Maddox’s suppressed emotions were released as she spoke of her family and where she had come from. Wendy grabbed the woman as she went weak at the knees, the tears starting to flow, the shock of the reality washing over her.
Isaac cast a glance in Tricia Warburton’s direction, saw that her cameraman had his lens trained on them, the woman talking into her microphone. He may have misjudged Maddox Timberley; he still wasn’t sure about Tricia Warburton.
Chapter 3
Angus Simmons’s sexual proclivities were important, but not as much as where the shot had originated.
‘No more painful than a severe bee sting,’ the pathologist said at the autopsy, ‘enough to cause an instinctive reaction to put a hand on the area, to flick away.’
Enough to cause a lapse of concentration and death, Isaac knew.
Maddox, the deceased’s girlfriend, her manner more like Freda Sidebottom than the persona of Maddox Timberley, sat soulfully in the interview room at Challis Street.
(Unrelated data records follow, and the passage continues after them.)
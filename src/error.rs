//! Error types for the expedition sync layer.

use thiserror::Error;

/// Errors that can occur inside the sync layer or its transports.
///
/// Very little of this crosses the [`SyncFacade`](crate::SyncFacade) boundary:
/// connection failures surface as [`ConnectionState::Error`](crate::ConnectionState::Error)
/// and notification sink failures are swallowed by the dispatcher.
#[derive(Debug, Error)]
pub enum SyncError {
    /// Failed to send a frame through the channel.
    #[error("transport send error: {0}")]
    TransportSend(String),

    /// Failed to receive a frame from the channel.
    #[error("transport receive error: {0}")]
    TransportReceive(String),

    /// The channel was closed.
    #[error("transport connection closed")]
    TransportClosed,

    /// Failed to serialize or deserialize a wire frame.
    #[error("serialization error: {0}")]
    Serialization(#[from] serde_json::Error),

    /// An operation timed out.
    #[error("operation timed out")]
    Timeout,

    /// An I/O error occurred.
    #[error("I/O error: {0}")]
    Io(#[from] std::io::Error),

    /// A haptic or popup sink failed to deliver its effect.
    #[error("notification sink error: {0}")]
    Sink(String),

    /// Configuration values that can never work (e.g. a zero-sized update log).
    #[error("invalid configuration: {0}")]
    InvalidConfig(String),
}

/// A specialized [`Result`] type for sync layer operations.
pub type Result<T> = std::result::Result<T, SyncError>;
It was a charmless room; the walls painted beige, the ceiling white. A camera was mounted high in one corner of the room, a metal cage around it, and there was a small table with four chairs, two to each side. The recording equipment controls and a digital clock were secured to the table, the recorder in an adjacent room.
Maddox Timberley, not a suspect presently as her alibi was firm. She had no firearms experience, and even if she had, it would have taken a competent marksman, someone with training, to execute the shot.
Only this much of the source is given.